* Task details
The answer is to be all of the data below, reproduced exactly.

* Stored data entries

BEGIN

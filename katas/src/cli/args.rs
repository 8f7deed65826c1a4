//! CLI argument definitions using clap

use std::path::PathBuf;

use clap::{ArgAction, Args, Parser, Subcommand, ValueHint};

use crate::domain::TraversalOrder;

/// Classic coding-interview exercises: strings, graphs, binary trees, build order
#[derive(Parser, Debug)]
#[command(name = "katas")]
#[command(author, version, about, long_about = None)]
#[command(propagate_version = true)]
pub struct Cli {
    /// Debug output to stderr (-d info, -dd debug, -ddd trace)
    #[arg(short, long, action = ArgAction::Count, global = true)]
    pub debug: u8,

    /// Disable colored output
    #[arg(long, global = true)]
    pub no_color: bool,

    /// Config file (default: $XDG_CONFIG_HOME/katas/katas.toml)
    #[arg(long, global = true, env = "KATAS_CONFIG", value_hint = ValueHint::FilePath)]
    pub config: Option<PathBuf>,

    #[command(subcommand)]
    pub command: Option<Commands>,
}

#[derive(Subcommand, Debug)]
pub enum Commands {
    /// Arrays and strings exercises
    Strings {
        #[command(subcommand)]
        command: StringsCommands,
    },

    /// Directed graph traversal, routes and build order
    Graph {
        #[command(subcommand)]
        command: GraphCommands,
    },

    /// Binary tree construction, traversal and checks
    Tree {
        #[command(subcommand)]
        command: TreeCommands,
    },

    /// Print the number pyramid
    Pyramid {
        /// Numbers in the widest row (default: pyramid_width setting)
        width: Option<u32>,
    },

    /// Run the built-in demonstration of every exercise
    Demo,

    /// Manage settings
    Config {
        #[command(subcommand)]
        command: ConfigCommands,
    },

    /// Generate shell completions
    Completion {
        /// Shell type
        #[arg(value_enum)]
        shell: clap_complete::Shell,
    },
}

#[derive(Subcommand, Debug)]
pub enum StringsCommands {
    /// Does every character occur at most once?
    Unique {
        text: String,
        /// Use the allocation-free variant
        #[arg(long)]
        no_storage: bool,
    },

    /// Are the two strings permutations of each other?
    Permutation { first: String, second: String },

    /// Replace spaces with %20
    Urlify { text: String },

    /// Is the text a permutation of a palindrome?
    Palindrome { text: String },
}

/// Graph given as an adjacency matrix.
#[derive(Args, Debug)]
pub struct MatrixArgs {
    /// Rows separated by ';', cells by ',' (e.g. "0,1;0,0")
    #[arg(short, long)]
    pub matrix: String,

    /// Node names (default: 0, 1, 2, ...)
    #[arg(short, long, value_delimiter = ',')]
    pub names: Option<Vec<String>>,
}

#[derive(Subcommand, Debug)]
pub enum GraphCommands {
    /// Breadth-first walk
    Bfs {
        #[command(flatten)]
        graph: MatrixArgs,
        /// Start node (default: first)
        #[arg(short, long)]
        start: Option<String>,
    },

    /// Depth-first walk
    Dfs {
        #[command(flatten)]
        graph: MatrixArgs,
        /// Start node (default: first)
        #[arg(short, long)]
        start: Option<String>,
    },

    /// Is there a route between two nodes?
    Route {
        #[command(flatten)]
        graph: MatrixArgs,
        from: String,
        to: String,
    },

    /// Show the graph
    Show {
        #[command(flatten)]
        graph: MatrixArgs,
    },

    /// Order projects so dependencies build first
    BuildOrder {
        /// Projects, comma separated
        #[arg(short, long, value_delimiter = ',', required = true)]
        projects: Vec<String>,
        /// Dependencies as before:after, comma separated
        #[arg(long, value_delimiter = ',')]
        deps: Vec<String>,
    },
}

/// Values inserted, in order, into a binary search tree.
#[derive(Args, Debug)]
pub struct TreeValues {
    /// Values inserted in order (duplicates are ignored)
    #[arg(required = true, allow_negative_numbers = true)]
    pub values: Vec<i64>,
}

#[derive(Subcommand, Debug)]
pub enum TreeCommands {
    /// Traverse the tree
    Traverse {
        #[command(flatten)]
        tree: TreeValues,
        /// in, pre, post, reverse, level (default: default_order setting)
        #[arg(short, long)]
        order: Option<TraversalOrder>,
    },

    /// Build a minimal-height BST from sorted values
    Minimal {
        /// Strictly increasing values
        #[arg(required = true, allow_negative_numbers = true)]
        sorted: Vec<i64>,
    },

    /// Show the tree
    Show {
        #[command(flatten)]
        tree: TreeValues,
    },

    /// Rebuild the tree with minimal height
    Rebalance {
        #[command(flatten)]
        tree: TreeValues,
    },

    /// Balanced / complete / full / perfect / valid BST
    Check {
        #[command(flatten)]
        tree: TreeValues,
    },

    /// Lowest common ancestor of two values
    Lca {
        #[command(flatten)]
        tree: TreeValues,
        #[arg(long, allow_negative_numbers = true)]
        first: i64,
        #[arg(long, allow_negative_numbers = true)]
        second: i64,
    },

    /// In-order successor of a value
    Successor {
        #[command(flatten)]
        tree: TreeValues,
        #[arg(long, allow_negative_numbers = true)]
        of: i64,
    },

    /// Values per level, or only those at one depth
    Depths {
        #[command(flatten)]
        tree: TreeValues,
        /// Only this depth (root is 0)
        #[arg(short = 'k', long)]
        depth: Option<usize>,
    },

    /// Insertion orders that rebuild the tree
    Sequences {
        #[command(flatten)]
        tree: TreeValues,
        /// How many to list (default: sequence_limit setting)
        #[arg(short, long)]
        limit: Option<usize>,
    },
}

#[derive(Subcommand, Debug)]
pub enum ConfigCommands {
    /// Show merged config
    Show,

    /// Create config template
    Init {
        /// Overwrite an existing file
        #[arg(short, long)]
        force: bool,
    },

    /// Show config path
    Path,
}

END

* Solution
filename katas/src/cli/args.rs
repository 8f7deed65826c1a4
//! CLI argument definitions using clap

use std::path::PathBuf;

use clap::{ArgAction, Args, Parser, Subcommand, ValueHint};

use crate::domain::TraversalOrder;

/// Classic coding-interview exercises: strings, graphs, binary trees, build order
#[derive(Parser, Debug)]
#[command(name = "katas")]
#[command(author, version, about, long_about = None)]
#[command(propagate_version = true)]
pub struct Cli {
    /// Debug output to stderr (-d info, -dd debug, -ddd trace)
    #[arg(short, long, action = ArgAction::Count, global = true)]
    pub debug: u8,

    /// Disable colored output
    #[arg(long, global = true)]
    pub no_color: bool,

    /// Config file (default: $XDG_CONFIG_HOME/katas/katas.toml)
    #[arg(long, global = true, env = "KATAS_CONFIG", value_hint = ValueHint::FilePath)]
    pub config: Option<PathBuf>,

    #[command(subcommand)]
    pub command: Option<Commands>,
}

#[derive(Subcommand, Debug)]
pub enum Commands {
    /// Arrays and strings exercises
    Strings {
        #[command(subcommand)]
        command: StringsCommands,
    },

    /// Directed graph traversal, routes and build order
    Graph {
        #[command(subcommand)]
        command: GraphCommands,
    },

    /// Binary tree construction, traversal and checks
    Tree {
        #[command(subcommand)]
        command: TreeCommands,
    },

    /// Print the number pyramid
    Pyramid {
        /// Numbers in the widest row (default: pyramid_width setting)
        width: Option<u32>,
    },

    /// Run the built-in demonstration of every exercise
    Demo,

    /// Manage settings
    Config {
        #[command(subcommand)]
        command: ConfigCommands,
    },

    /// Generate shell completions
    Completion {
        /// Shell type
        #[arg(value_enum)]
        shell: clap_complete::Shell,
    },
}

#[derive(Subcommand, Debug)]
pub enum StringsCommands {
    /// Does every character occur at most once?
    Unique {
        text: String,
        /// Use the allocation-free variant
        #[arg(long)]
        no_storage: bool,
    },

    /// Are the two strings permutations of each other?
    Permutation { first: String, second: String },

    /// Replace spaces with %20
    Urlify { text: String },

    /// Is the text a permutation of a palindrome?
    Palindrome { text: String },
}

/// Graph given as an adjacency matrix.
#[derive(Args, Debug)]
pub struct MatrixArgs {
    /// Rows separated by ';', cells by ',' (e.g. "0,1;0,0")
    #[arg(short, long)]
    pub matrix: String,

    /// Node names (default: 0, 1, 2, ...)
    #[arg(short, long, value_delimiter = ',')]
    pub names: Option<Vec<String>>,
}

#[derive(Subcommand, Debug)]
pub enum GraphCommands {
    /// Breadth-first walk
    Bfs {
        #[command(flatten)]
        graph: MatrixArgs,
        /// Start node (default: first)
        #[arg(short, long)]
        start: Option<String>,
    },

    /// Depth-first walk
    Dfs {
        #[command(flatten)]
        graph: MatrixArgs,
        /// Start node (default: first)
        #[arg(short, long)]
        start: Option<String>,
    },

    /// Is there a route between two nodes?
    Route {
        #[command(flatten)]
        graph: MatrixArgs,
        from: String,
        to: String,
    },

    /// Show the graph
    Show {
        #[command(flatten)]
        graph: MatrixArgs,
    },

    /// Order projects so dependencies build first
    BuildOrder {
        /// Projects, comma separated
        #[arg(short, long, value_delimiter = ',', required = true)]
        projects: Vec<String>,
        /// Dependencies as before:after, comma separated
        #[arg(long, value_delimiter = ',')]
        deps: Vec<String>,
    },
}

/// Values inserted, in order, into a binary search tree.
#[derive(Args, Debug)]
pub struct TreeValues {
    /// Values inserted in order (duplicates are ignored)
    #[arg(required = true, allow_negative_numbers = true)]
    pub values: Vec<i64>,
}

#[derive(Subcommand, Debug)]
pub enum TreeCommands {
    /// Traverse the tree
    Traverse {
        #[command(flatten)]
        tree: TreeValues,
        /// in, pre, post, reverse, level (default: default_order setting)
        #[arg(short, long)]
        order: Option<TraversalOrder>,
    },

    /// Build a minimal-height BST from sorted values
    Minimal {
        /// Strictly increasing values
        #[arg(required = true, allow_negative_numbers = true)]
        sorted: Vec<i64>,
    },

    /// Show the tree
    Show {
        #[command(flatten)]
        tree: TreeValues,
    },

    /// Rebuild the tree with minimal height
    Rebalance {
        #[command(flatten)]
        tree: TreeValues,
    },

    /// Balanced / complete / full / perfect / valid BST
    Check {
        #[command(flatten)]
        tree: TreeValues,
    },

    /// Lowest common ancestor of two values
    Lca {
        #[command(flatten)]
        tree: TreeValues,
        #[arg(long, allow_negative_numbers = true)]
        first: i64,
        #[arg(long, allow_negative_numbers = true)]
        second: i64,
    },

    /// In-order successor of a value
    Successor {
        #[command(flatten)]
        tree: TreeValues,
        #[arg(long, allow_negative_numbers = true)]
        of: i64,
    },

    /// Values per level, or only those at one depth
    Depths {
        #[command(flatten)]
        tree: TreeValues,
        /// Only this depth (root is 0)
        #[arg(short = 'k', long)]
        depth: Option<usize>,
    },

    /// Insertion orders that rebuild the tree
    Sequences {
        #[command(flatten)]
        tree: TreeValues,
        /// How many to list (default: sequence_limit setting)
        #[arg(short, long)]
        limit: Option<usize>,
    },
}

#[derive(Subcommand, Debug)]
pub enum ConfigCommands {
    /// Show merged config
    Show,

    /// Create config template
    Init {
        /// Overwrite an existing file
        #[arg(short, long)]
        force: bool,
    },

    /// Show config path
    Path,
}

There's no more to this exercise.